◆ Problem details:
A line belongs in the answer if it contains "returned"; copy every such line from the entries below.

Top of Provided entries

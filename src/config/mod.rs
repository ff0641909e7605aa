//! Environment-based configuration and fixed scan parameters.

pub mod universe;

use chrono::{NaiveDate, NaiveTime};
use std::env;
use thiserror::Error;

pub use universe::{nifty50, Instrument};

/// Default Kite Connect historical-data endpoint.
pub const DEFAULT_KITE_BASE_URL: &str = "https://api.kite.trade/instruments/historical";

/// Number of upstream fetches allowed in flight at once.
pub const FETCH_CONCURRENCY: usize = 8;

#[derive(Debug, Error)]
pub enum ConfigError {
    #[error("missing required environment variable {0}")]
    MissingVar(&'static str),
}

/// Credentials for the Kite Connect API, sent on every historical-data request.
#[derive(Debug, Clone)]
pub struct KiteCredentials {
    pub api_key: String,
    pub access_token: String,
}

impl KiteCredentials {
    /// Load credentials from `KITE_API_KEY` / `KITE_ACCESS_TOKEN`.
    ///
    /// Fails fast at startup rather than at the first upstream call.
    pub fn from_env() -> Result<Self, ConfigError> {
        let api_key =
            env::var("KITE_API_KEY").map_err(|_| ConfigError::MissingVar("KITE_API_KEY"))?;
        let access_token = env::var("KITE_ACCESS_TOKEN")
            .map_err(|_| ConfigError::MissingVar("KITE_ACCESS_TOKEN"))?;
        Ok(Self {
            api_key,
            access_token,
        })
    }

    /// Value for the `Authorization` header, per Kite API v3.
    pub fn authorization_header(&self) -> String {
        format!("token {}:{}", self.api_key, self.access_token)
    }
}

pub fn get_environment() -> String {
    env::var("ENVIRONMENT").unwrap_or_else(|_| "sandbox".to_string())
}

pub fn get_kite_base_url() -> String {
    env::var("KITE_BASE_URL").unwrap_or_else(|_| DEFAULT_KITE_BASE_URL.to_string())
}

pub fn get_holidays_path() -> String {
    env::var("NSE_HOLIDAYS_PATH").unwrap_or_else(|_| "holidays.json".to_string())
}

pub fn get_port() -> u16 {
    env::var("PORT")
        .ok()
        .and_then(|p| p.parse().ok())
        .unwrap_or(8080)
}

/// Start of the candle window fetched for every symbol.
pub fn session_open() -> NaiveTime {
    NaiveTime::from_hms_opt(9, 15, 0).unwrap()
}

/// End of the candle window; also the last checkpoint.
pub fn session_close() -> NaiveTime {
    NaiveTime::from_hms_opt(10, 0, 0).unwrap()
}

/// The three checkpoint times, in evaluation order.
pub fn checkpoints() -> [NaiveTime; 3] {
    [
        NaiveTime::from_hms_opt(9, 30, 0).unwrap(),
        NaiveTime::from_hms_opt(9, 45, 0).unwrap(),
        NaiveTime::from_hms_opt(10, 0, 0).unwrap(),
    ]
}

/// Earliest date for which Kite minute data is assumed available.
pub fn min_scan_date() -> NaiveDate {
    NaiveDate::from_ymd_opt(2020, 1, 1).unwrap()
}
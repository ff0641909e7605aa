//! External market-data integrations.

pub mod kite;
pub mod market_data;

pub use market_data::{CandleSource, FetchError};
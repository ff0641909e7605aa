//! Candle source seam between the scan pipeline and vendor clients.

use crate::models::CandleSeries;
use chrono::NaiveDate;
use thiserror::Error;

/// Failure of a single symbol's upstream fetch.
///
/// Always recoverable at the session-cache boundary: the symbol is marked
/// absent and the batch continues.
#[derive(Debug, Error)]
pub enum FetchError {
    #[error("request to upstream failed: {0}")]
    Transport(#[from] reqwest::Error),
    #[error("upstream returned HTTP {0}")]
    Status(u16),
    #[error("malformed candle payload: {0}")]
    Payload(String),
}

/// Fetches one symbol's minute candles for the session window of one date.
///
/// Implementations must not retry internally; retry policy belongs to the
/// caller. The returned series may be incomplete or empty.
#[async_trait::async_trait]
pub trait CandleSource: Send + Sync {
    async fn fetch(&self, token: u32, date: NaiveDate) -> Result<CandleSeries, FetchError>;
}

Bottom of Provided entries

◆ The completed task:
    #[error("upstream returned HTTP {0}")]
/// caller. The returned series may be incomplete or empty.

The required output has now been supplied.